DATA TO EXAMINE: Begin
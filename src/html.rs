//! Shared page layout, style constants and number formatting for views.

use maud::{DOCTYPE, Markup, PreEscaped, html};

use std::sync::OnceLock;

use numfmt::{Formatter, Precision};

const HTMX_URL: &str = "https://cdn.jsdelivr.net/npm/htmx.org@2.0.8/dist/htmx.min.js";
const HTMX_RESPONSE_TARGETS_URL: &str =
    "https://cdn.jsdelivr.net/npm/htmx-ext-response-targets@2.0.4/dist/response-targets.min.js";
const TAILWIND_URL: &str = "https://cdn.jsdelivr.net/npm/@tailwindcss/browser@4";
/// The ECharts library used to draw the dashboard charts.
pub const ECHARTS_URL: &str = "https://cdn.jsdelivr.net/npm/echarts@6.0.0/dist/echarts.min.js";

// Button styles
pub const BUTTON_PRIMARY_STYLE: &str = "w-full px-4 py-2 bg-blue-500
    dark:bg-blue-600 disabled:bg-blue-700 hover:enabled:bg-blue-600 \
    hover:enabled:dark:bg-blue-700 text-white rounded";

pub const BUTTON_SECONDARY_STYLE: &str = "w-full py-2.5 px-5 mb-2 \
    text-sm font-medium text-gray-900 bg-white rounded border border-gray-200 \
    hover:bg-gray-100 hover:text-blue-700 focus:z-10 dark:bg-gray-800 \
    dark:text-gray-400 dark:border-gray-600 dark:hover:text-white \
    dark:hover:bg-gray-700";

// Form styles
pub const FORM_LABEL_STYLE: &str = "block mb-2 text-sm font-medium text-gray-900 dark:text-white";
pub const FORM_TEXT_INPUT_STYLE: &str = "block w-full p-2.5 rounded text-sm \
    text-gray-900 dark:text-white disabled:text-gray-500 bg-gray-50 \
    dark:bg-gray-700 border border-gray-300 dark:border-gray-600 \
    dark:placeholder-gray-400 focus:ring-blue-600 focus:border-blue-600 \
    focus:dark:border-blue-500 focus:dark:ring-blue-500";

// Table styles
pub const TABLE_HEADER_STYLE: &str = "text-xs text-gray-700 uppercase \
    bg-gray-50 dark:bg-gray-700 dark:text-gray-400";

pub const TABLE_ROW_STYLE: &str = "bg-white border-b dark:bg-gray-800 dark:border-gray-700";

pub const TABLE_CELL_STYLE: &str = "px-6 py-4";

pub enum HeadElement {
    /// The file path or URL to a JavaScript script.
    ScriptLink(String),
    /// JavaScript source code.
    ScriptSource(PreEscaped<&'static str>),
}

pub fn base(title: &str, head_elements: &[HeadElement], content: &Markup) -> Markup {
    html! {
        (DOCTYPE)
        html lang="en"
        {
            head
            {
                meta charset="UTF-8";
                meta name="viewport" content="width=device-width, initial-scale=1.0";
                title { (title) " - State Finance Dashboard" }

                script src=(TAILWIND_URL) {}
                script src=(HTMX_URL) {}
                script src=(HTMX_RESPONSE_TARGETS_URL) {}

                style
                {
                    r#"
                    #indicator.htmx-indicator {
                        display: none;
                    }

                    #indicator.htmx-request .htmx-indicator {
                        display: inline;
                    }

                    #indicator.htmx-request.htmx-indicator {
                        display: inline;
                    }
                    "#
                }

                @for element in head_elements
                {
                    @match element
                    {
                        HeadElement::ScriptLink(path) => script src=(path) {}
                        HeadElement::ScriptSource(text) => script { (text) }
                    }
                }
            }

            body
                hx-ext="response-targets"
                class="container max-w-full min-h-screen bg-gray-50 dark:bg-gray-900"
            {
                (content)

                // Alert container for error responses
                div
                    id="alert-container"
                    class="w-full max-w-md px-4"
                    style="position: fixed; bottom: 1rem; left: 50%; transform: translateX(-50%); z-index: 9999;"
                {}
            }
        }
    }
}

pub fn error_view(title: &str, header: &str, description: &str, fix: &str) -> Markup {
    // Template adapted from https://flowbite.com/blocks/marketing/404/
    let content = html!(
        section class="bg-white dark:bg-gray-900"
        {
            div class="py-8 px-4 mx-auto max-w-screen-xl lg:py-16 lg:px-6"
            {
                div class="mx-auto max-w-screen-sm text-center"
                {
                    h1
                        class="mb-4 text-7xl tracking-tight font-extrabold
                            lg:text-9xl text-blue-600 dark:text-blue-500"
                    {
                        (header)
                    }

                    p
                        class="mb-4 text-3xl md:text-4xl tracking-tight
                            font-bold text-gray-900 dark:text-white"
                    {
                        (description)
                    }

                    p
                        class="mb-4 text-1xl md:text-2xl tracking-tight
                            text-gray-900 dark:text-white"
                    {
                        (fix)
                    }

                    a
                        href="/"
                        class="inline-flex text-white bg-blue-600
                            hover:bg-blue-800 focus:ring-4 focus:outline-hidden
                            focus:ring-blue-300 font-medium rounded text-sm px-5
                            py-2.5 text-center dark:focus:ring-blue-900 my-4"
                    {
                        "Back to Dashboard"
                    }
                }
            }
        }
    );

    base(title, &[], &content)
}

pub fn loading_spinner() -> Markup {
    // Spinner SVG adapted from https://flowbite.com/docs/components/spinner/
    html! {
        svg
            aria-hidden="true"
            role="status"
            class="inline text-white w-4 h-4 me-2 mb-1 animate-spin"
            viewBox="0 0 100 101"
            fill="none"
            xmlns="http://www.w3.org/2000/svg"
        {
            path
                d="M100 50.5908C100 78.2051 77.6142 100.591 50 100.591C22.3858 100.591 0 78.2051 0 50.5908C0 22.9766 22.3858 0.59082 50 0.59082C77.6142 0.59082 100 22.9766 100 50.5908ZM9.08144 50.5908C9.08144 73.1895 27.4013 91.5094 50 91.5094C72.5987 91.5094 90.9186 73.1895 90.9186 50.5908C90.9186 27.9921 72.5987 9.67226 50 9.67226C27.4013 9.67226 9.08144 27.9921 9.08144 50.5908Z"
                fill="#E5E7EB" {}
            path
                d="M93.9676 39.0409C96.393 38.4038 97.8624 35.9116 97.0079 33.5539C95.2932 28.8227 92.871 24.3692 89.8167 20.348C85.8452 15.1192 80.8826 10.7238 75.2124 7.41289C69.5422 4.10194 63.2754 1.94025 56.7698 1.05124C51.7666 0.367541 46.6976 0.446843 41.7345 1.27873C39.2613 1.69328 37.813 4.19778 38.4501 6.62326C39.0873 9.04874 41.5694 10.4717 44.0505 10.1071C47.8511 9.54855 51.7191 9.52689 55.5402 10.0491C60.8642 10.7766 65.9928 12.5457 70.6331 15.2552C75.2735 17.9648 79.3347 21.5619 82.5849 25.841C84.9175 28.9121 86.7997 32.2913 88.1811 35.8758C89.083 38.2158 91.5421 39.6781 93.9676 39.0409Z"
                fill="currentColor" {}
        }
    }
}

/// Format `number` as US dollars rounded to the nearest dollar, e.g. "$1,234".
pub fn format_currency_rounded(number: f64) -> String {
    static POSITIVE_FMT: OnceLock<Formatter> = OnceLock::new();

    let positive_fmt = POSITIVE_FMT.get_or_init(|| {
        Formatter::currency("$")
            .unwrap()
            .precision(Precision::Decimals(0))
    });

    static NEGATIVE_FMT: OnceLock<Formatter> = OnceLock::new();

    let negative_fmt = NEGATIVE_FMT.get_or_init(|| {
        Formatter::currency("-$")
            .unwrap()
            .precision(Precision::Decimals(0))
    });

    let number = number.round();

    if number < 0.0 {
        negative_fmt.fmt_string(number.abs())
    } else if number > 0.0 {
        positive_fmt.fmt_string(number)
    } else {
        // Zero is hardcoded as "0", so we must specify the formatted string for zero
        "$0".to_owned()
    }
}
DATA TO EXAMINE: End
HOW TO COMPLETE THIS TASK: Beginning with the first line and ending with the last, restate the data word for word.

SOLVED EXERCISE:
filename src/html.rs
//! Shared page layout, style constants and number formatting for views.

use maud::{DOCTYPE, Markup, PreEscaped, html};

use std::sync::OnceLock;

use numfmt::{Formatter, Precision};

const HTMX_URL: &str = "https://cdn.jsdelivr.net/npm/htmx.org@2.0.8/dist/htmx.min.js";
const HTMX_RESPONSE_TARGETS_URL: &str =
    "https://cdn.jsdelivr.net/npm/htmx-ext-response-targets@2.0.4/dist/response-targets.min.js";
const TAILWIND_URL: &str = "https://cdn.jsdelivr.net/npm/@tailwindcss/browser@4";
/// The ECharts library used to draw the dashboard charts.
pub const ECHARTS_URL: &str = "https://cdn.jsdelivr.net/npm/echarts@6.0.0/dist/echarts.min.js";

// Button styles
pub const BUTTON_PRIMARY_STYLE: &str = "w-full px-4 py-2 bg-blue-500
    dark:bg-blue-600 disabled:bg-blue-700 hover:enabled:bg-blue-600 \
    hover:enabled:dark:bg-blue-700 text-white rounded";

pub const BUTTON_SECONDARY_STYLE: &str = "w-full py-2.5 px-5 mb-2 \
    text-sm font-medium text-gray-900 bg-white rounded border border-gray-200 \
    hover:bg-gray-100 hover:text-blue-700 focus:z-10 dark:bg-gray-800 \
    dark:text-gray-400 dark:border-gray-600 dark:hover:text-white \
    dark:hover:bg-gray-700";

// Form styles
pub const FORM_LABEL_STYLE: &str = "block mb-2 text-sm font-medium text-gray-900 dark:text-white";
pub const FORM_TEXT_INPUT_STYLE: &str = "block w-full p-2.5 rounded text-sm \
    text-gray-900 dark:text-white disabled:text-gray-500 bg-gray-50 \
    dark:bg-gray-700 border border-gray-300 dark:border-gray-600 \
    dark:placeholder-gray-400 focus:ring-blue-600 focus:border-blue-600 \
    focus:dark:border-blue-500 focus:dark:ring-blue-500";

// Table styles
pub const TABLE_HEADER_STYLE: &str = "text-xs text-gray-700 uppercase \
    bg-gray-50 dark:bg-gray-700 dark:text-gray-400";

pub const TABLE_ROW_STYLE: &str = "bg-white border-b dark:bg-gray-800 dark:border-gray-700";

pub const TABLE_CELL_STYLE: &str = "px-6 py-4";

pub enum HeadElement {
    /// The file path or URL to a JavaScript script.
    ScriptLink(String),
    /// JavaScript source code.
    ScriptSource(PreEscaped<&'static str>),
}

pub fn base(title: &str, head_elements: &[HeadElement], content: &Markup) -> Markup {
    html! {
        (DOCTYPE)
        html lang="en"
        {
            head
            {
                meta charset="UTF-8";
                meta name="viewport" content="width=device-width, initial-scale=1.0";
                title { (title) " - State Finance Dashboard" }

                script src=(TAILWIND_URL) {}
                script src=(HTMX_URL) {}
                script src=(HTMX_RESPONSE_TARGETS_URL) {}

                style
                {
                    r#"
                    #indicator.htmx-indicator {
                        display: none;
                    }

                    #indicator.htmx-request .htmx-indicator {
                        display: inline;
                    }

                    #indicator.htmx-request.htmx-indicator {
                        display: inline;
                    }
                    "#
                }

                @for element in head_elements
                {
                    @match element
                    {
                        HeadElement::ScriptLink(path) => script src=(path) {}
                        HeadElement::ScriptSource(text) => script { (text) }
                    }
                }
            }

            body
                hx-ext="response-targets"
                class="container max-w-full min-h-screen bg-gray-50 dark:bg-gray-900"
            {
                (content)

                // Alert container for error responses
                div
                    id="alert-container"
                    class="w-full max-w-md px-4"
                    style="position: fixed; bottom: 1rem; left: 50%; transform: translateX(-50%); z-index: 9999;"
                {}
            }
        }
    }
}

pub fn error_view(title: &str, header: &str, description: &str, fix: &str) -> Markup {
    // Template adapted from https://flowbite.com/blocks/marketing/404/
    let content = html!(
        section class="bg-white dark:bg-gray-900"
        {
            div class="py-8 px-4 mx-auto max-w-screen-xl lg:py-16 lg:px-6"
            {
                div class="mx-auto max-w-screen-sm text-center"
                {
                    h1
                        class="mb-4 text-7xl tracking-tight font-extrabold
                            lg:text-9xl text-blue-600 dark:text-blue-500"
                    {
                        (header)
                    }

                    p
                        class="mb-4 text-3xl md:text-4xl tracking-tight
                            font-bold text-gray-900 dark:text-white"
                    {
                        (description)
                    }

                    p
                        class="mb-4 text-1xl md:text-2xl tracking-tight
                            text-gray-900 dark:text-white"
                    {
                        (fix)
                    }

                    a
                        href="/"
                        class="inline-flex text-white bg-blue-600
                            hover:bg-blue-800 focus:ring-4 focus:outline-hidden
                            focus:ring-blue-300 font-medium rounded text-sm px-5
                            py-2.5 text-center dark:focus:ring-blue-900 my-4"
                    {
                        "Back to Dashboard"
                    }
                }
            }
        }
    );

    base(title, &[], &content)
}

pub fn loading_spinner() -> Markup {
    // Spinner SVG adapted from https://flowbite.com/docs/components/spinner/
    html! {
        svg
            aria-hidden="true"
            role="status"
            class="inline text-white w-4 h-4 me-2 mb-1 animate-spin"
            viewBox="0 0 100 101"
            fill="none"
            xmlns="http://www.w3.org/2000/svg"
        {
            path
                d="M100 50.5908C100 78.2051 77.6142 100.591 50 100.591C22.3858 100.591 0 78.2051 0 50.5908C0 22.9766 22.3858 0.59082 50 0.59082C77.6142 0.59082 100 22.9766 100 50.5908ZM9.08144 50.5908C9.08144 73.1895 27.4013 91.5094 50 91.5094C72.5987 91.5094 90.9186 73.1895 90.9186 50.5908C90.9186 27.9921 72.5987 9.67226 50 9.67226C27.4013 9.67226 9.08144 27.9921 9.08144 50.5908Z"
                fill="#E5E7EB" {}
            path
                d="M93.9676 39.0409C96.393 38.4038 97.8624 35.9116 97.0079 33.5539C95.2932 28.8227 92.871 24.3692 89.8167 20.348C85.8452 15.1192 80.8826 10.7238 75.2124 7.41289C69.5422 4.10194 63.2754 1.94025 56.7698 1.05124C51.7666 0.367541 46.6976 0.446843 41.7345 1.27873C39.2613 1.69328 37.813 4.19778 38.4501 6.62326C39.0873 9.04874 41.5694 10.4717 44.0505 10.1071C47.8511 9.54855 51.7191 9.52689 55.5402 10.0491C60.8642 10.7766 65.9928 12.5457 70.6331 15.2552C75.2735 17.9648 79.3347 21.5619 82.5849 25.841C84.9175 28.9121 86.7997 32.2913 88.1811 35.8758C89.083 38.2158 91.5421 39.6781 93.9676 39.0409Z"
                fill="currentColor" {}
        }
    }
}

/// Format `number` as US dollars rounded to the nearest dollar, e.g. "$1,234".
pub fn format_currency_rounded(number: f64) -> String {
    static POSITIVE_FMT: OnceLock<Formatter> = OnceLock::new();

    let positive_fmt = POSITIVE_FMT.get_or_init(|| {
        Formatter::currency("$")
            .unwrap()
            .precision(Precision::Decimals(0))
    });

    static NEGATIVE_FMT: OnceLock<Formatter> = OnceLock::new();

    let negative_fmt = NEGATIVE_FMT.get_or_init(|| {
        Formatter::currency("-$")
            .unwrap()
            .precision(Precision::Decimals(0))
    });

    let number = number.round();

    if number < 0.0 {
        negative_fmt.fmt_string(number.abs())
    } else if number > 0.0 {
        positive_fmt.fmt_string(number)
    } else {
        // Zero is hardcoded as "0", so we must specify the formatted string for zero
        "$0".to_owned()
    }
}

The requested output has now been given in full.